Task brief
The material below holds a span beginning at the line with "the server image." and ending at the line with "pub const SERVER_HTTPS_PORT: &str". Quote that span exactly, both ends included, and only that span.

** Opening Extracted material block **

//! System-wide constants and defaults.

/// Repo-tag fragment identifying the server image.
pub const DEFAULT_SERVER_IMAGE_FILTER: &str = "gocd-server";

/// Repo-tag fragment identifying worker (agent) images.
pub const DEFAULT_AGENT_IMAGE_FILTER: &str = "gocd-agent";

/// Container port serving plain HTTP.
pub const SERVER_HTTP_PORT: &str = "8153/tcp";
/// Container port serving HTTPS, used by workers to reach the server.
pub const SERVER_HTTPS_PORT: &str = "8154/tcp";
/// Numeric form of [`SERVER_HTTPS_PORT`].
pub const SERVER_HTTPS_PORT_NUMBER: u16 = 8154;

/// Default host port the server HTTP port is published on.
pub const DEFAULT_HTTP_HOST_PORT: u16 = 8253;
/// Default host port the server HTTPS port is published on.
pub const DEFAULT_HTTPS_HOST_PORT: u16 = 8254;

/// Default host address used to reach published ports.
pub const DEFAULT_HOST: &str = "0.0.0.0";

/// Data directory inside the server container.
pub const SERVER_DATA_MOUNT: &str = "/godata";

/// Context path of the server's web application.
pub const SERVER_CONTEXT_PATH: &str = "/go";

/// Media type for pipeline administration calls.
pub const PIPELINES_MEDIA_TYPE: &str = "application/vnd.go.cd.v3+json";
/// Media type for the agents collection.
pub const AGENTS_MEDIA_TYPE: &str = "application/vnd.go.cd.v4+json";
/// Media type for the plugin inventory.
pub const PLUGIN_INFO_MEDIA_TYPE: &str = "application/vnd.go.cd.v2+json";

/// Stage result reported by the server for a passing stage.
pub const RESULT_PASSED: &str = "Passed";
/// Stage results that will never turn into [`RESULT_PASSED`].
pub const TERMINAL_FAILURE_RESULTS: &[&str] = &["Failed", "Cancelled"];

/// Worker environment: URL of the server.
pub const ENV_SERVER_URL: &str = "GO_SERVER_URL";
/// Worker environment: shared auto-registration secret.
pub const ENV_REGISTER_KEY: &str = "AGENT_AUTO_REGISTER_KEY";
/// Worker environment: hostname the worker registers under.
pub const ENV_REGISTER_HOSTNAME: &str = "AGENT_AUTO_REGISTER_HOSTNAME";
/// Worker environment: resources the worker advertises.
pub const ENV_REGISTER_RESOURCES: &str = "AGENT_AUTO_REGISTER_RESOURCES";

/// Container label holding the run identifier.
pub const LABEL_RUN: &str = "dockcheck.run";
/// Container label holding the container's role.
pub const LABEL_ROLE: &str = "dockcheck.role";

/// Directories expected inside a fresh server container's working directory.
pub const SERVER_CONTAINER_DIRS: &[&str] = &["go-working-dir", "godata"];

/// Directories the server creates in its bound data volume.
pub const SERVER_DATA_DIRS: &[&str] = &["addons", "config", "db", "logs", "plugins", "artifacts"];

/// Application name used in CLI output and container names.
pub const APP_NAME: &str = "dockcheck";

/// Environment variable pointing at the version file.
pub const VERSION_FILE_ENV: &str = "VERSION_FILE_LOCATION";

/// Default version file location.
pub const DEFAULT_VERSION_FILE: &str = "version.json";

** Closing Extracted material block **

Result of the task
/// Repo-tag fragment identifying the server image.
pub const DEFAULT_SERVER_IMAGE_FILTER: &str = "gocd-server";

/// Repo-tag fragment identifying worker (agent) images.
pub const DEFAULT_AGENT_IMAGE_FILTER: &str = "gocd-agent";

/// Container port serving plain HTTP.
pub const SERVER_HTTP_PORT: &str = "8153/tcp";
/// Container port serving HTTPS, used by workers to reach the server.
pub const SERVER_HTTPS_PORT: &str = "8154/tcp";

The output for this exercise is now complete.